Please restate each entry below, word for word.
BEGIN
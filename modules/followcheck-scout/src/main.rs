use std::path::PathBuf;

use anyhow::{bail, Context, Result};
use clap::{Parser, Subcommand};
use tracing::info;
use tracing_subscriber::EnvFilter;

use followcheck_common::{load_config, Config, FileConfig};
use followcheck_scout::infra::BrowserlessSession;
use followcheck_scout::report::ReportWriter;
use followcheck_scout::workflows::{AuditRun, EngagementAudit, FollowerAudit};

#[derive(Parser)]
#[command(
    name = "followcheck",
    about = "Sample a profile's followers or posts and test their counts against Benford's law"
)]
struct Cli {
    /// Path to a TOML tunables file (overrides FOLLOWCHECK_CONFIG)
    #[arg(long)]
    config: Option<PathBuf>,

    /// Number of ids to sample
    #[arg(long)]
    target: Option<usize>,

    /// Upper bound on scroll/extract cycles
    #[arg(long)]
    max_cycles: Option<u32>,

    /// Consecutive no-progress cycles before the list counts as exhausted
    #[arg(long)]
    stagnation_limit: Option<u32>,

    /// Directory for the CSV and JSON report
    #[arg(long, default_value = "./reports")]
    out_dir: PathBuf,

    /// Emit logs as JSON lines
    #[arg(long)]
    json_logs: bool,

    #[command(subcommand)]
    command: Command,
}

#[derive(Subcommand)]
enum Command {
    /// Audit the follower counts of a profile's followers
    Followers { profile: String },
    /// Audit likes and comments across a profile's posts
    Engagement { profile: String },
}

#[tokio::main]
async fn main() -> Result<()> {
    let cli = Cli::parse();

    let filter = EnvFilter::from_default_env().add_directive("followcheck=info".parse()?);
    if cli.json_logs {
        tracing_subscriber::fmt().with_env_filter(filter).json().init();
    } else {
        tracing_subscriber::fmt().with_env_filter(filter).init();
    }

    info!("followcheck starting...");

    let config = Config::from_env()?;
    config.log_redacted();

    let mut tunables = match cli.config.as_ref().or(config.config_path.as_ref()) {
        Some(path) => load_config(path)
            .with_context(|| format!("Failed to load config from {}", path.display()))?,
        None => FileConfig::default(),
    };
    if let Some(target) = cli.target {
        tunables.harvest.target_sample_size = target;
    }
    if let Some(max_cycles) = cli.max_cycles {
        tunables.harvest.max_cycles = max_cycles;
    }
    if let Some(limit) = cli.stagnation_limit {
        tunables.harvest.stagnation_limit = limit;
    }
    tunables.validate()?;

    let session = BrowserlessSession::new(
        &config.browserless_url,
        config.browserless_token.as_deref(),
        config.session_cookie.as_deref(),
        tunables.harvest.container_selectors.clone(),
        tunables.harvest.scroll_pause(),
    )
    .context("Failed to set up browser session")?;

    let run: AuditRun = match &cli.command {
        Command::Followers { profile } => FollowerAudit::new(&session, &tunables).run(profile).await,
        Command::Engagement { profile } => {
            EngagementAudit::new(&session, &tunables).run(profile).await
        }
    };

    println!("{}", run.stats);
    let summary = &run.report.summary;
    println!(
        "Verdict: {} (score {}/{})",
        summary.verdict, summary.score, summary.max_score
    );
    for reason in &summary.reasons {
        println!("  - {reason}");
    }

    let paths = ReportWriter::new(&cli.out_dir).write(&run.report)?;
    for path in &paths {
        info!(path = %path.display(), "Wrote");
    }

    if let Some(reason) = &summary.aborted {
        bail!("Run aborted, partial report written: {reason}");
    }
    Ok(())
}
END
◆ Response to this task:
filename modules/followcheck-scout/src/main.rs
use std::path::PathBuf;

use anyhow::{bail, Context, Result};
use clap::{Parser, Subcommand};
use tracing::info;
use tracing_subscriber::EnvFilter;

use followcheck_common::{load_config, Config, FileConfig};
use followcheck_scout::infra::BrowserlessSession;
use followcheck_scout::report::ReportWriter;
use followcheck_scout::workflows::{AuditRun, EngagementAudit, FollowerAudit};

#[derive(Parser)]
#[command(
    name = "followcheck",
    about = "Sample a profile's followers or posts and test their counts against Benford's law"
)]
struct Cli {
    /// Path to a TOML tunables file (overrides FOLLOWCHECK_CONFIG)
    #[arg(long)]
    config: Option<PathBuf>,

    /// Number of ids to sample
    #[arg(long)]
    target: Option<usize>,

    /// Upper bound on scroll/extract cycles
    #[arg(long)]
    max_cycles: Option<u32>,

    /// Consecutive no-progress cycles before the list counts as exhausted
    #[arg(long)]
    stagnation_limit: Option<u32>,

    /// Directory for the CSV and JSON report
    #[arg(long, default_value = "./reports")]
    out_dir: PathBuf,

    /// Emit logs as JSON lines
    #[arg(long)]
    json_logs: bool,

    #[command(subcommand)]
    command: Command,
}

#[derive(Subcommand)]
enum Command {
    /// Audit the follower counts of a profile's followers
    Followers { profile: String },
    /// Audit likes and comments across a profile's posts
    Engagement { profile: String },
}

#[tokio::main]
async fn main() -> Result<()> {
    let cli = Cli::parse();

    let filter = EnvFilter::from_default_env().add_directive("followcheck=info".parse()?);
    if cli.json_logs {
        tracing_subscriber::fmt().with_env_filter(filter).json().init();
    } else {
        tracing_subscriber::fmt().with_env_filter(filter).init();
    }

    info!("followcheck starting...");

    let config = Config::from_env()?;
    config.log_redacted();

    let mut tunables = match cli.config.as_ref().or(config.config_path.as_ref()) {
        Some(path) => load_config(path)
            .with_context(|| format!("Failed to load config from {}", path.display()))?,
        None => FileConfig::default(),
    };
    if let Some(target) = cli.target {
        tunables.harvest.target_sample_size = target;
    }
    if let Some(max_cycles) = cli.max_cycles {
        tunables.harvest.max_cycles = max_cycles;
    }
    if let Some(limit) = cli.stagnation_limit {
        tunables.harvest.stagnation_limit = limit;
    }
    tunables.validate()?;

    let session = BrowserlessSession::new(
        &config.browserless_url,
        config.browserless_token.as_deref(),
        config.session_cookie.as_deref(),
        tunables.harvest.container_selectors.clone(),
        tunables.harvest.scroll_pause(),
    )
    .context("Failed to set up browser session")?;

    let run: AuditRun = match &cli.command {
        Command::Followers { profile } => FollowerAudit::new(&session, &tunables).run(profile).await,
        Command::Engagement { profile } => {
            EngagementAudit::new(&session, &tunables).run(profile).await
        }
    };

    println!("{}", run.stats);
    let summary = &run.report.summary;
    println!(
        "Verdict: {} (score {}/{})",
        summary.verdict, summary.score, summary.max_score
    );
    for reason in &summary.reasons {
        println!("  - {reason}");
    }

    let paths = ReportWriter::new(&cli.out_dir).write(&run.report)?;
    for path in &paths {
        info!(path = %path.display(), "Wrote");
    }

    if let Some(reason) = &summary.aborted {
        bail!("Run aborted, partial report written: {reason}");
    }
    Ok(())
}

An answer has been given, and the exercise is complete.